Page 1 of 1
How to address above 4GB using assembly language ?
Posted: Thu Nov 01, 2007 5:14 am
by prayag.ganoje
Can any one tell me how to represent the physical address above 4GB using assembly language... viz
?
Posted: Thu Nov 01, 2007 5:44 am
by JamesM
Using PAE or long mode? In a x86_64 machine all registers are 64 bits long anyway...
Re: How to address above 4GB using assembly language ?
Posted: Thu Nov 01, 2007 6:15 am
by Brendan
Hi,
prayag.ganoje wrote:Can any one tell me how to represent the physical address above 4GB using assembly language... viz
?
For 32-bit code you'd do it the exact same way you'd store any other 64-bit integer. For example, EDX might hold the highest 32-bits of the address and EAX might hold the lowest 32-bits.

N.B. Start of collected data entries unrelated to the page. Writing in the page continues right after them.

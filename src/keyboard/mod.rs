//! Keyboard scan to game controls
//!
//! An external scanner presents one key position per tick. The controller
//! keeps the latest level of every position in a [`KeyTable`] and derives
//! the console's sticky controls from it:
//! - four hold-to-toggle latches (manual serve, paddle size, ball speed,
//!   ball angle) that flip once per physical press
//! - a level-sensitive serve line, active only in manual serve mode
//! - a one-hot (active low) game select field
//!
//! Every decision in a tick reads the table and latches as they stood at the
//! start of that tick; the scanned level lands in the table afterwards.

pub mod bindings;
pub mod game;
pub mod key_table;

pub use bindings::{key_index, key_name, KeyBindings};
pub use game::{Game, GameLines, GameSelect};
pub use key_table::{KeyTable, SCAN_POSITIONS};

use log::trace;

/// Edge-triggered toggle with re-trigger suppression
#[derive(Debug, Clone, Copy, PartialEq, Eq, Default)]
pub struct HoldToggle {
    output: bool,
    held: bool,
}

impl HoldToggle {
    /// Create a toggle with the given initial output
    pub const fn new(output: bool) -> Self {
        Self {
            output,
            held: false,
        }
    }

    /// Feed the current key state; returns true when the output flipped
    #[inline]
    pub fn update(&mut self, pressed: bool) -> bool {
        if !pressed {
            self.held = false;
            false
        } else if !self.held {
            self.output = !self.output;
            self.held = true;
            true
        } else {
            false
        }
    }

    /// Toggle output
    #[inline]
    pub fn output(&self) -> bool {
        self.output
    }

    /// Whether the key is still held since the last flip
    #[inline]
    pub fn held(&self) -> bool {
        self.held
    }
}

/// Control lines presented to the game chip
#[derive(Debug, Clone, Copy, PartialEq, Eq)]
pub struct ControlOutputs {
    /// Manual serve mode (on after reset)
    pub manual_serve: bool,
    /// Serve key active while in manual serve mode
    pub serve: bool,
    /// Small paddles (large after reset)
    pub paddle_small: bool,
    /// Fast ball (normal after reset)
    pub ball_fast: bool,
    /// Steep ball angles (normal after reset)
    pub angle_steep: bool,
    /// Game select lines (tennis after reset)
    pub game_select: GameSelect,
}

impl Default for ControlOutputs {
    fn default() -> Self {
        Self {
            manual_serve: true,
            serve: false,
            paddle_small: false,
            ball_fast: false,
            angle_steep: false,
            game_select: GameSelect::default(),
        }
    }
}

/// Keyboard scan state machine
#[derive(Debug, Clone)]
pub struct KeyboardToggleController {
    bindings: KeyBindings,
    table: KeyTable,
    manual_serve: HoldToggle,
    paddle_size: HoldToggle,
    ball_speed: HoldToggle,
    ball_angle: HoldToggle,
    serve: bool,
    game_select: GameSelect,
}

impl KeyboardToggleController {
    /// Create a controller with the default key layout
    pub fn new() -> Self {
        Self::with_bindings(KeyBindings::default())
    }

    /// Create a controller with custom key bindings
    ///
    /// Bindings are expected to have passed [`KeyBindings::validate`].
    pub fn with_bindings(bindings: KeyBindings) -> Self {
        let defaults = ControlOutputs::default();
        Self {
            bindings,
            table: KeyTable::new(),
            manual_serve: HoldToggle::new(defaults.manual_serve),
            paddle_size: HoldToggle::new(defaults.paddle_small),
            ball_speed: HoldToggle::new(defaults.ball_fast),
            ball_angle: HoldToggle::new(defaults.angle_steep),
            serve: defaults.serve,
            game_select: defaults.game_select,
        }
    }

    /// Reset latches and key table, keeping the bindings
    pub fn reset(&mut self) {
        let bindings = std::mem::take(&mut self.bindings);
        *self = Self::with_bindings(bindings);
    }

    /// Advance one tick with the scanner's current position and level
    ///
    /// `pressed_low` is active low: `false` means the key at `scan_index`
    /// is down. `scan_index` must be below [`SCAN_POSITIONS`].
    pub fn tick(&mut self, scan_index: usize, pressed_low: bool) -> ControlOutputs {
        let keys = &self.table;
        let bind = &self.bindings;
        let was_manual = self.manual_serve.output();
        let was_selected = self.game_select;
        let down = |key: u8| keys.is_pressed(usize::from(key));

        if self.manual_serve.update(down(bind.manual_serve)) {
            trace!("manual serve -> {}", self.manual_serve.output());
        }
        if self.paddle_size.update(down(bind.paddle_size)) {
            trace!("paddle small -> {}", self.paddle_size.output());
        }
        if self.ball_speed.update(down(bind.ball_speed)) {
            trace!("ball fast -> {}", self.ball_speed.output());
        }
        if self.ball_angle.update(down(bind.ball_angle)) {
            trace!("angle steep -> {}", self.ball_angle.output());
        }

        self.serve = was_manual && down(bind.serve);

        // Later keys in table order override earlier ones
        let mut next = was_selected;
        for game in Game::ALL {
            if down(bind.game_key(game)) && !was_selected.is_selected(game) {
                next = GameSelect::only(game);
            }
        }
        if down(bind.deselect) && !was_selected.is_none() {
            next = GameSelect::none();
        }
        if next != was_selected {
            trace!("game select {} -> {}", was_selected, next);
        }
        self.game_select = next;

        self.table.write(scan_index, pressed_low);
        self.outputs()
    }

    /// Current control outputs
    pub fn outputs(&self) -> ControlOutputs {
        ControlOutputs {
            manual_serve: self.manual_serve.output(),
            serve: self.serve,
            paddle_small: self.paddle_size.output(),
            ball_fast: self.ball_speed.output(),
            angle_steep: self.ball_angle.output(),
            game_select: self.game_select,
        }
    }

    /// Live key table
    #[inline]
    pub fn key_table(&self) -> &KeyTable {
        &self.table
    }

    /// Active key bindings
    #[inline]
    pub fn bindings(&self) -> &KeyBindings {
        &self.bindings
    }
}

impl Default for KeyboardToggleController {
    fn default() -> Self {
        Self::new()
    }
}
//! Step generator and quadrature oscillator
//!
//! The step generator is a 16-bit phase accumulator whose carry out gates the
//! oscillator. The oscillator is a fixed-point coupled recurrence (a leapfrog
//! integrator of simple harmonic motion) with a rotation of roughly 1/256
//! radian per step.

use crate::bits::{add_with_carry, high_byte_signed};

/// Oscillator x register after reset
pub const RESET_X: i16 = 0x7C00;
/// Oscillator y register after reset
pub const RESET_Y: i16 = 0;

/// 16-bit phase accumulator producing a carry pulse train
///
/// Pulse rate is `freq / 65536` of the tick rate.
#[derive(Debug, Clone, Default)]
pub struct PhaseAccumulator {
    accumulator: u16,
    step_pulse: bool,
}

impl PhaseAccumulator {
    /// Create a new accumulator
    pub fn new() -> Self {
        Self::default()
    }

    /// Add `freq` and latch the carry out as the step pulse
    #[inline]
    pub fn tick(&mut self, freq: u16) -> bool {
        let (sum, carry) = add_with_carry(self.accumulator, freq);
        self.accumulator = sum;
        self.step_pulse = carry;
        carry
    }

    /// Step pulse latched on the most recent tick
    #[inline]
    pub fn step_pulse(&self) -> bool {
        self.step_pulse
    }

    /// Current accumulator value
    #[inline]
    pub fn accumulator(&self) -> u16 {
        self.accumulator
    }

    /// Reset to initial state
    pub fn reset(&mut self) {
        *self = Self::default();
    }
}

/// Coupled-recurrence sine/cosine oscillator
///
/// `x` and `y` circle close to a fixed radius. The 8-bit shifts floor toward
/// negative infinity, which makes the orbit slightly non-circular; that shape
/// is part of the output and must not be "corrected".
#[derive(Debug, Clone)]
pub struct QuadratureOscillator {
    x: i16,
    y: i16,
}

impl QuadratureOscillator {
    /// Create an oscillator at its reset point `(0x7C00, 0)`
    pub fn new() -> Self {
        Self {
            x: RESET_X,
            y: RESET_Y,
        }
    }

    /// Advance one step
    ///
    /// `nx = x + sext(y[15:8])`, then `ny = y - sext(nx[15:8])`.
    #[inline]
    pub fn step(&mut self) {
        let nx = self.x.wrapping_add(high_byte_signed(self.y));
        let ny = self.y.wrapping_sub(high_byte_signed(nx));
        self.x = nx;
        self.y = ny;
    }

    /// Current x (cosine-like) output
    #[inline]
    pub fn x(&self) -> i16 {
        self.x
    }

    /// Current y (sine-like) output
    #[inline]
    pub fn y(&self) -> i16 {
        self.y
    }

    /// Reset to initial state
    pub fn reset(&mut self) {
        *self = Self::new();
    }
}

impl Default for QuadratureOscillator {
    fn default() -> Self {
        Self::new()
    }
}

/// Oscillator steps per full cycle
///
/// The recurrence rotates by `theta` where `2 - 2cos(theta) = (1/256)^2`.
pub fn steps_per_cycle() -> f64 {
    let e = 1.0 / 256.0;
    let theta = (1.0 - e * e / 2.0_f64).acos();
    std::f64::consts::TAU / theta
}

/// Audible frequency produced for a given tick rate and `freq` input
pub fn tone_frequency_hz(tick_rate_hz: f64, freq: u16) -> f64 {
    let step_rate = tick_rate_hz * f64::from(freq) / 65_536.0;
    step_rate / steps_per_cycle()
}

#[cfg(test)]
mod tests {
    use super::*;
    use approx::assert_relative_eq;

    #[test]
    fn test_accumulator_carry_rate() {
        let mut acc = PhaseAccumulator::new();
        let pulses = (0..65_536).filter(|_| acc.tick(256)).count();
        assert_eq!(pulses, 256);
        assert_eq!(acc.accumulator(), 0);
    }

    #[test]
    fn test_accumulator_zero_freq_never_steps() {
        let mut acc = PhaseAccumulator::new();
        assert!((0..10_000).all(|_| !acc.tick(0)));
    }

    #[test]
    fn test_accumulator_max_freq() {
        let mut acc = PhaseAccumulator::new();
        // 0 + 0xFFFF has no carry, every following add does
        assert!(!acc.tick(0xFFFF));
        assert!(acc.tick(0xFFFF));
        assert!(acc.step_pulse());
        assert_eq!(acc.accumulator(), 0xFFFE);
    }

    #[test]
    fn test_first_step_from_reset() {
        let mut osc = QuadratureOscillator::new();
        osc.step();
        // y is 0 so x is unchanged; y moves by -(0x7C00 >> 8)
        assert_eq!(osc.x(), 0x7C00);
        assert_eq!(osc.y(), -0x7C);
        osc.step();
        assert_eq!(osc.x(), 0x7C00 - 1);
        assert_eq!(osc.y(), -0x7C - 0x7B);
    }

    #[test]
    fn test_orbit_stays_in_16_bit_range() {
        let mut osc = QuadratureOscillator::new();
        let (mut x, mut y) = (i32::from(RESET_X), i32::from(RESET_Y));
        for step in 0..200_000 {
            // Unbounded reference with the same floor semantics
            x += y >> 8;
            y -= x >> 8;
            assert!(
                (i32::from(i16::MIN)..=i32::from(i16::MAX)).contains(&x)
                    && (i32::from(i16::MIN)..=i32::from(i16::MAX)).contains(&y),
                "left 16-bit range at step {step}: ({x}, {y})"
            );
            osc.step();
            assert_eq!((i32::from(osc.x()), i32::from(osc.y())), (x, y));
        }
    }

    #[test]
    fn test_cycle_length() {
        let mut osc = QuadratureOscillator::new();
        let mut crossings = Vec::new();
        let mut prev = osc.x();
        for step in 0..200_000u32 {
            osc.step();
            if prev >= 0 && osc.x() < 0 {
                crossings.push(step);
            }
            prev = osc.x();
        }
        let cycles = (crossings.len() - 1) as f64;
        let span = f64::from(crossings[crossings.len() - 1] - crossings[0]);
        assert_relative_eq!(span / cycles, steps_per_cycle(), max_relative = 0.01);
    }

    #[test]
    fn test_tone_frequency() {
        let hz = tone_frequency_hz(1_608_000.0, 65_535);
        assert_relative_eq!(hz, 1_000.0, max_relative = 0.01);
        assert_eq!(tone_frequency_hz(1_000_000.0, 0), 0.0);
    }
}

If you're wondering how to access a 64-bit address in 32-bit assembly, the simple answer is you don't. Without paging you can't access anything above 4 GB, and with paging (PAE or PSE36) you're still using 32-bit linear addresses. To access a 64-bit physical address you need to map the page containing the address into the 32-bit linear address space, then use a 32-bit linear address to access it.
Cheers,
Brendan
Posted: Sat Nov 03, 2007 10:01 am
by rv6502
have a look at how EMS memory works, how a C128 can have more than 64KiB of ram, how a C64 can have 64KiB ram + 32Kib ROM, how a NES can access 1MiiB ROM cartridges, etc.